For non-operated crude oil and natural gas revenues, the Company’s proportionate share of production is generally marketed at the discretion of the operator. For non-operated properties, the Company receives a net payment from the operator representing its proportionate share of sales proceeds which is net of costs incurred by the operator, if any. Such non-operated revenues are recognized at the net amount of proceeds to be received by the Company during the month in which production occurs and it is probable the Company will collect the consideration it is entitled to receive. Proceeds are generally received by the Company within two months after the month in which production occurs.
Oil Contracts - The majority of the Company’s oil marketing contracts transfer physical custody and title at or near the wellhead, which is generally when control of the oil has been transferred to the purchaser. Most of the oil produced is sold under contracts using market-based pricing which is then adjusted for differentials based upon delivery location and oil quality. To the extent the differentials are incurred after the transfer of control of the oil, the differentials are included in oil sales on the statements of operations as they represent part of the transaction price of the contract. If the differentials, or other related costs, are incurred prior to the transfer of control of the oil, those costs are included in transportation and marketing on the Company’s consolidated statements of operations as they represent payment for services performed outside of the contract with the customer.

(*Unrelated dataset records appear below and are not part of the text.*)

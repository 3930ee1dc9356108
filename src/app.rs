//! Hosts the coordinator as a long-running worker speaking JSON lines.

use color_eyre::{eyre::eyre, Result};
use reqwest::Method;
use serde::Deserialize;
use serde_json::json;
use tracing::{info, warn};

use crate::backend::{Destination, Fetcher, Request, RequestMode};
use crate::cache::CacheStorage;
use crate::coordinator::{Coordinator, EventOutcome, WorkerEvent};
use crate::event::{period, Event, EventHandler};
use crate::message::ControlMessage;
use crate::queue::PendingStore;

/// Tag of the periodic API refresh
const REFRESH_TAG: &str = "refresh-data";

/// A fetch issued by a page over the input channel
#[derive(Debug, Deserialize)]
struct FetchCommand {
  url: String,
  #[serde(default)]
  method: Option<String>,
  #[serde(default)]
  mode: RequestMode,
  #[serde(default)]
  destination: Destination,
  #[serde(default)]
  body: Option<serde_json::Value>,
}

/// Main worker state
pub struct App<S, Q, F>
where
  S: CacheStorage + 'static,
  Q: PendingStore + 'static,
  F: Fetcher,
{
  coordinator: Coordinator<S, Q, F>,
  /// Result of the last connectivity probe
  online: bool,
  /// Whether to quit
  should_quit: bool,
}

impl<S, Q, F> App<S, Q, F>
where
  S: CacheStorage + 'static,
  Q: PendingStore + 'static,
  F: Fetcher,
{
  pub fn new(coordinator: Coordinator<S, Q, F>) -> Self {
    Self {
      coordinator,
      online: true,
      should_quit: false,
    }
  }

  pub async fn run(&mut self) -> Result<()> {
    let deleted = self.coordinator.resume().await?;
    emit(&json!({ "type": "ACTIVATED", "deleted": deleted }));

    let scheduler = self.coordinator.spawn_sync_scheduler();
    // Writes left over from a previous session
    if self.coordinator.pending().count()? > 0 {
      self.coordinator.register_sync(&self.coordinator.config().sync.tag);
    }

    let sync = &self.coordinator.config().sync;
    let mut events = EventHandler::new(
      period(sync.periodic_refresh_secs),
      period(sync.health_check_secs),
    );
    let mut notifications = self.coordinator.subscribe();

    info!("Worker running");

    // Main loop
    while !self.should_quit {
      tokio::select! {
        event = events.next() => match event {
          Some(event) => self.handle_event(event).await,
          None => self.should_quit = true,
        },
        Ok(notification) = notifications.recv() => emit(&notification),
      }
    }

    self.coordinator.settle().await;
    self.coordinator.stop_sync_scheduler();
    if let Err(e) = scheduler.await {
      warn!(error = %e, "Sync scheduler ended abnormally");
    }

    info!("Worker stopped");
    Ok(())
  }

  async fn handle_event(&mut self, event: Event) {
    match event {
      Event::Input(line) => {
        if line.trim().is_empty() {
          return;
        }
        if let Err(e) = self.handle_input(&line).await {
          warn!(error = %e, "Failed to handle page input");
          emit(&json!({ "type": "ERROR", "message": e.to_string() }));
        }
      }
      Event::InputClosed => self.should_quit = true,
      Event::Refresh => {
        let tag = REFRESH_TAG.to_string();
        if let Err(e) = self.coordinator.dispatch(WorkerEvent::PeriodicSync { tag }).await {
          warn!(error = %e, "Periodic refresh failed");
        }
      }
      Event::HealthCheck => {
        let online = self.coordinator.probe_online().await;
        if online && !self.online {
          info!("Backend reachable again");
          if let Err(e) = self.coordinator.dispatch(WorkerEvent::Online).await {
            warn!(error = %e, "Failed to register sync");
          }
        } else if !online && self.online {
          warn!("Backend unreachable");
        }
        self.online = online;
      }
    }
  }

  async fn handle_input(&self, line: &str) -> Result<()> {
    let value: serde_json::Value =
      serde_json::from_str(line).map_err(|e| eyre!("Invalid JSON: {}", e))?;

    let event = if value.get("type").and_then(|t| t.as_str()) == Some("FETCH") {
      let command: FetchCommand =
        serde_json::from_value(value).map_err(|e| eyre!("Invalid FETCH: {}", e))?;
      WorkerEvent::Fetch(self.build_request(command)?)
    } else {
      let message: ControlMessage =
        serde_json::from_value(value).map_err(|e| eyre!("Unknown message: {}", e))?;
      WorkerEvent::Message(message)
    };

    match self.coordinator.dispatch(event).await? {
      EventOutcome::Response(result) => emit(&json!({
        "type": "RESPONSE",
        "status": result.data.status,
        "source": result.source,
        "cachedAt": result.cached_at,
        "headers": result.data.headers,
        "body": result.data.text(),
      })),
      EventOutcome::Reply(Some(reply)) => emit(&reply),
      _ => {}
    }
    Ok(())
  }

  fn build_request(&self, command: FetchCommand) -> Result<Request> {
    let url = resolve(&self.coordinator.config().backend()?, &command.url)?;
    let method = match command.method {
      Some(m) => Method::from_bytes(m.to_ascii_uppercase().as_bytes())
        .map_err(|e| eyre!("Invalid method '{}': {}", m, e))?,
      None => Method::GET,
    };

    let mut request = match command.body {
      Some(body) => Request::json(method, url, body.to_string()),
      None => {
        let mut request = Request::get(url);
        request.method = method;
        request
      }
    };
    request.mode = command.mode;
    request.destination = command.destination;
    Ok(request)
  }
}

/// Absolute URL, or a path resolved against the backend origin.
pub fn resolve(origin: &url::Url, target: &str) -> Result<url::Url> {
  match url::Url::parse(target) {
    Ok(url) => Ok(url),
    Err(url::ParseError::RelativeUrlWithoutBase) => origin
      .join(target)
      .map_err(|e| eyre!("Invalid path '{}': {}", target, e)),
    Err(e) => Err(eyre!("Invalid URL '{}': {}", target, e)),
  }
}

/// Write one JSON line to the page side.
fn emit<T: serde::Serialize>(value: &T) {
  match serde_json::to_string(value) {
    Ok(line) => println!("{}", line),
    Err(e) => warn!(error = %e, "Failed to serialize output"),
  }
}

#[cfg(test)]
mod tests {
  use super::*;
  use crate::backend::HttpFetcher;
  use crate::cache::SqliteStorage;
  use crate::config::Config;
  use crate::queue::SqlitePendingStore;

  fn app() -> App<SqliteStorage, SqlitePendingStore, HttpFetcher> {
    let coordinator = Coordinator::new(
      Config::default(),
      SqliteStorage::open_in_memory().unwrap(),
      SqlitePendingStore::open_in_memory().unwrap(),
      HttpFetcher::new().unwrap(),
    )
    .unwrap();
    App::new(coordinator)
  }

  fn request(line: serde_json::Value) -> Request {
    let command: FetchCommand = serde_json::from_value(line).unwrap();
    app().build_request(command).unwrap()
  }

  #[test]
  fn test_fetch_line_defaults_to_plain_get() {
    let request = request(json!({ "type": "FETCH", "url": "/api/stats" }));
    assert_eq!(request.method, Method::GET);
    assert_eq!(request.url.as_str(), "http://localhost:5000/api/stats");
    assert_eq!(request.mode, RequestMode::Cors);
    assert_eq!(request.destination, Destination::Empty);
    assert!(request.body.is_none());
  }

  #[test]
  fn test_fetch_line_with_body_becomes_json_write() {
    let request = request(json!({
      "type": "FETCH",
      "url": "/api/watchlist",
      "method": "post",
      "body": { "ticker": "NVDA", "action": "add" },
    }));
    assert_eq!(request.method, Method::POST);
    assert_eq!(
      request.headers.get("content-type").map(String::as_str),
      Some("application/json")
    );
    let body: serde_json::Value = serde_json::from_slice(request.body.as_deref().unwrap()).unwrap();
    assert_eq!(body, json!({ "ticker": "NVDA", "action": "add" }));
  }

  #[test]
  fn test_fetch_line_carries_mode_and_destination() {
    let request = request(json!({
      "type": "FETCH",
      "url": "https://cdn.example.com/logo.webp",
      "mode": "no-cors",
      "destination": "image",
    }));
    assert_eq!(request.url.host_str(), Some("cdn.example.com"));
    assert_eq!(request.mode, RequestMode::NoCors);
    assert_eq!(request.destination, Destination::Image);

    let navigation = self::request(json!({ "type": "FETCH", "url": "/alerts", "mode": "navigate" }));
    assert_eq!(navigation.mode, RequestMode::Navigate);
  }

  #[test]
  fn test_fetch_line_rejects_bad_method() {
    let command: FetchCommand =
      serde_json::from_value(json!({ "url": "/api/stats", "method": "GE T" })).unwrap();
    assert!(app().build_request(command).is_err());
  }

  #[test]
  fn test_resolve_paths_and_urls() {
    let origin = url::Url::parse("http://localhost:5000").unwrap();
    assert_eq!(
      resolve(&origin, "/api/stats").unwrap().as_str(),
      "http://localhost:5000/api/stats"
    );
    assert_eq!(
      resolve(&origin, "https://cdn.example.com/a.js").unwrap().as_str(),
      "https://cdn.example.com/a.js"
    );
  }
}
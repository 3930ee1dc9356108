use clap::{Parser, Subcommand};
use color_eyre::{eyre::eyre, Result};
use reqwest::Method;
use serde_json::json;
use std::path::PathBuf;

use nickberg_offline::app::{resolve, App};
use nickberg_offline::backend::{Destination, Endpoint, Request};
use nickberg_offline::cache::CacheResult;
use nickberg_offline::config::Config;
use nickberg_offline::coordinator::LifecycleState;
use nickberg_offline::message::ControlMessage;
use nickberg_offline::queue::NewPendingWrite;
use nickberg_offline::{logging, Coordinator};

#[derive(Parser, Debug)]
#[command(name = "nickberg-offline")]
#[command(about = "Offline cache coordinator for the Nickberg dashboard")]
#[command(version)]
struct Args {
  /// Path to config file (default: $XDG_CONFIG_HOME/nickberg-offline/config.yaml)
  #[arg(short, long)]
  config: Option<PathBuf>,

  /// Debug logging
  #[arg(short, long)]
  verbose: bool,

  #[command(subcommand)]
  command: Command,
}

#[derive(Subcommand, Debug)]
enum Command {
  /// Host the coordinator; page messages are JSON lines on stdin
  Run,
  /// Fetch a URL or backend path through the coordinator
  Fetch {
    target: String,
    /// Treat as a full-page navigation
    #[arg(long)]
    navigate: bool,
    /// Treat as an image request
    #[arg(long)]
    image: bool,
  },
  /// Fetch price quotes through the coordinator
  Prices {
    #[arg(required = true)]
    tickers: Vec<String>,
  },
  /// Pre-cache the current version and activate it
  Install,
  /// Activate the current version, deleting caches of other versions
  Activate,
  /// Show cache entry counts and pending writes
  Status,
  /// Delete every cache of this application
  Clear,
  /// Re-fetch all cached API endpoints
  Refresh,
  /// Replay pending writes now
  Sync,
  /// Queue a write for replay
  Queue {
    #[arg(long, default_value = "/api/watchlist")]
    path: String,
    #[arg(long, default_value = "POST")]
    method: String,
    /// JSON body
    #[arg(long)]
    body: String,
  },
}

#[tokio::main]
async fn main() -> Result<()> {
  color_eyre::install()?;

  let args = Args::parse();

  // Load configuration
  let config = Config::load(args.config.as_deref())?;
  let _log_guard = logging::init(&config.data_dir()?, args.verbose)?;

  let coordinator = Coordinator::open(config)?;

  match args.command {
    Command::Run => {
      let mut app = App::new(coordinator);
      app.run().await?;
    }
    Command::Fetch {
      target,
      navigate,
      image,
    } => {
      coordinator.resume().await?;
      let url = resolve(&coordinator.config().backend()?, &target)?;
      let request = if navigate {
        Request::navigate(url)
      } else if image {
        Request::get(url).with_destination(Destination::Image)
      } else {
        Request::get(url)
      };
      print_result(&coordinator.handle_fetch(request).await?);
      coordinator.settle().await;
    }
    Command::Prices { tickers } => {
      coordinator.resume().await?;
      let url = coordinator
        .config()
        .backend()?
        .join(&Endpoint::Prices { tickers }.path())
        .map_err(|e| eyre!("Invalid prices path: {}", e))?;
      print_result(&coordinator.handle_fetch(Request::get(url)).await?);
    }
    Command::Install => {
      let report = coordinator.install().await?;
      coordinator.skip_waiting()?;
      let activated = coordinator.state() == LifecycleState::Active;
      print_json(&json!({ "installed": report, "activated": activated }));
    }
    Command::Activate => {
      let deleted = coordinator.resume().await?;
      print_json(&json!({ "deleted": deleted }));
    }
    Command::Status => {
      print_json(&coordinator.cache_status()?);
    }
    Command::Clear => {
      let reply = coordinator.handle_message(ControlMessage::ClearCache).await?;
      print_json(&reply);
    }
    Command::Refresh => {
      coordinator.resume().await?;
      let reply = coordinator.handle_message(ControlMessage::ForceRefresh).await?;
      print_json(&reply);
    }
    Command::Sync => {
      let outcome = coordinator.replay().await?;
      print_json(&outcome);
      if !outcome.completed {
        return Err(eyre!("{} write(s) still pending; retry later", outcome.remaining));
      }
    }
    Command::Queue { path, method, body } => {
      serde_json::from_str::<serde_json::Value>(&body)
        .map_err(|e| eyre!("Body is not valid JSON: {}", e))?;
      Method::from_bytes(method.to_ascii_uppercase().as_bytes())
        .map_err(|e| eyre!("Invalid method '{}': {}", method, e))?;
      let id = coordinator.queue_write(NewPendingWrite {
        path,
        method: method.to_ascii_uppercase(),
        body,
      })?;
      print_json(&json!({ "queued": id }));
    }
  }

  Ok(())
}

fn print_result(result: &CacheResult<nickberg_offline::backend::Response>) {
  eprintln!(
    "{} ({:?}{})",
    result.data.status,
    result.source,
    result
      .cached_at
      .map(|t| format!(", cached {}", t.to_rfc3339()))
      .unwrap_or_default()
  );
  println!("{}", result.data.text());
}

fn print_json<T: serde::Serialize>(value: &T) {
  match serde_json::to_string_pretty(value) {
    Ok(s) => println!("{}", s),
    Err(e) => eprintln!("Failed to serialize output: {}", e),
  }
}
/// Schema for the versioned response caches.
pub const CACHE_SCHEMA: &str = r#"
-- One row per named cache (e.g. nickberg-api-v2)
CREATE TABLE IF NOT EXISTS caches (
    name TEXT PRIMARY KEY,
    created_at TEXT NOT NULL
);

-- Stored responses keyed by request identity
CREATE TABLE IF NOT EXISTS cache_entries (
    cache_name TEXT NOT NULL,
    request_key TEXT NOT NULL,
    url TEXT NOT NULL,
    status INTEGER NOT NULL,
    headers TEXT NOT NULL,
    body BLOB NOT NULL,
    cached_at TEXT NOT NULL,
    PRIMARY KEY (cache_name, request_key)
);

CREATE INDEX IF NOT EXISTS idx_cache_entries_cached_at
    ON cache_entries(cache_name, cached_at);
"#;

/// Schema for writes made while offline.
pub const PENDING_SCHEMA: &str = r#"
CREATE TABLE IF NOT EXISTS pending_updates (
    id INTEGER PRIMARY KEY AUTOINCREMENT,
    path TEXT NOT NULL,
    method TEXT NOT NULL,
    body TEXT NOT NULL,
    timestamp TEXT NOT NULL
);
"#;
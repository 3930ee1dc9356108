//! nickberg-offline: offline cache coordinator for the Nickberg dashboard.
//!
//! Intercepts dashboard requests and serves them network-first or
//! cache-first depending on their class, keeps versioned caches for static
//! assets, API responses and images, and queues writes made while offline
//! for in-order replay once the backend is reachable again.

pub mod app;
pub mod backend;
pub mod cache;
pub mod classify;
pub mod config;
pub mod coordinator;
pub mod db;
pub mod event;
pub mod logging;
pub mod message;
pub mod notify;
pub mod offline;
pub mod queue;

pub use coordinator::Coordinator;
use async_trait::async_trait;
use color_eyre::{eyre::eyre, Result};
use std::sync::Arc;

use super::types::{Request, Response};

/// Issues requests against the network.
///
/// An `Err` means the transport failed (connection refused, DNS, reset).
/// Non-2xx statuses are returned as `Ok` responses.
#[async_trait]
pub trait Fetcher: Send + Sync + 'static {
  async fn fetch(&self, request: &Request) -> Result<Response>;
}

#[async_trait]
impl<F: Fetcher> Fetcher for Arc<F> {
  async fn fetch(&self, request: &Request) -> Result<Response> {
    (**self).fetch(request).await
  }
}

/// HTTP client used against the real backend
#[derive(Clone)]
pub struct HttpFetcher {
  client: reqwest::Client,
}

impl HttpFetcher {
  pub fn new() -> Result<Self> {
    let client = reqwest::Client::builder()
      .user_agent(concat!("nickberg-offline/", env!("CARGO_PKG_VERSION")))
      .build()
      .map_err(|e| eyre!("Failed to create HTTP client: {}", e))?;

    Ok(Self { client })
  }
}

#[async_trait]
impl Fetcher for HttpFetcher {
  async fn fetch(&self, request: &Request) -> Result<Response> {
    let mut builder = self
      .client
      .request(request.method.clone(), request.url.clone());

    for (name, value) in &request.headers {
      builder = builder.header(name.as_str(), value.as_str());
    }
    if let Some(body) = &request.body {
      builder = builder.body(body.clone());
    }

    let response = builder
      .send()
      .await
      .map_err(|e| eyre!("Failed to fetch {} {}: {}", request.method, request.url, e))?;

    let status = response.status().as_u16();
    let headers = response
      .headers()
      .iter()
      .filter_map(|(name, value)| {
        value
          .to_str()
          .ok()
          .map(|v| (name.as_str().to_ascii_lowercase(), v.to_string()))
      })
      .collect();

    let body = response
      .bytes()
      .await
      .map_err(|e| eyre!("Failed to read body of {}: {}", request.url, e))?;

    Ok(Response {
      status,
      headers,
      body: body.to_vec(),
    })
  }
}
//! Durable queue of writes made while the backend was unreachable.

mod store;

pub use store::{NewPendingWrite, PendingStore, PendingWrite, SqlitePendingStore};
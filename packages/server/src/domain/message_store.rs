//! Message store port.
//!
//! The room actor owns exactly one store; stores are never shared between
//! rooms. Concrete implementations live in the infrastructure layer.

use std::sync::Arc;

use async_trait::async_trait;

use super::{
    ChatMessage, MessageId, NewChatMessage, ProjectId, ReadReceipt, StoreError, UserId,
};

/// Durable storage for one room's messages, read receipts and unread counters
#[cfg_attr(test, mockall::automock)]
#[async_trait]
pub trait MessageStore: Send + Sync {
    /// Create the tables if absent. Safe to call on every room start.
    async fn init_schema(&self) -> Result<(), StoreError>;

    /// Append a message and return the id the store assigned to it.
    async fn insert_message(&self, message: &NewChatMessage) -> Result<MessageId, StoreError>;

    async fn find_message(&self, id: MessageId) -> Result<Option<ChatMessage>, StoreError>;

    /// Overwrite `content`. Unknown ids are ignored.
    async fn update_message_content(&self, id: MessageId, content: &str)
    -> Result<(), StoreError>;

    /// Up to `limit` newest messages, oldest first.
    async fn list_recent_messages(&self, limit: u32) -> Result<Vec<ChatMessage>, StoreError>;

    async fn list_reads_for(&self, message_id: MessageId) -> Result<Vec<ReadReceipt>, StoreError>;

    /// Insert, or overwrite `read_at` and `user_name` of the existing
    /// `(message_id, user_id)` receipt.
    async fn upsert_read_receipt(&self, receipt: &ReadReceipt) -> Result<(), StoreError>;

    /// Upsert a batch of receipts atomically: either every receipt is stored
    /// or none is.
    async fn upsert_read_receipts(&self, receipts: &[ReadReceipt]) -> Result<(), StoreError>;

    /// Unread count for `user_id`; 0 when the user has no counter.
    async fn get_unread_count(&self, user_id: &UserId) -> Result<i64, StoreError>;

    /// Bump every tracked counter except the sender's.
    async fn increment_unread_except(&self, sender: &UserId) -> Result<(), StoreError>;

    /// Set the user's counter to 0, starting to track the user if needed.
    async fn reset_unread(&self, user_id: &UserId) -> Result<(), StoreError>;
}

/// Opens the store that belongs to one project's room
#[async_trait]
pub trait MessageStoreProvider: Send + Sync {
    async fn open(&self, project_id: &ProjectId) -> Result<Arc<dyn MessageStore>, StoreError>;
}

Natural Gas Contracts - Most of the Company’s natural gas is sold at the lease location or at the outlet of the compressor station owned by SFS, which is generally when control of the natural gas has been transferred to the purchaser. To the extent control of the natural gas transfers upstream of transportation and processing activities, revenue is recognized as the net amount received from the purchaser. To the extent that control transfers downstream of those activities, revenue is recognized on a gross basis, and the related costs are classified in transportation and marketing on the Company’s consolidated statements of operations.
The Company does not disclose the value of unsatisfied performance obligations under its contracts with customers as it applies the practical expedient allowed for in GAAP. The expedient applies to variable consideration that is recognized as control of the product is transferred to the customer. Since each unit of product represents a separate performance obligation, future volumes are wholly unsatisfied, and disclosure of the transaction price allocated to remaining performance obligations is not required.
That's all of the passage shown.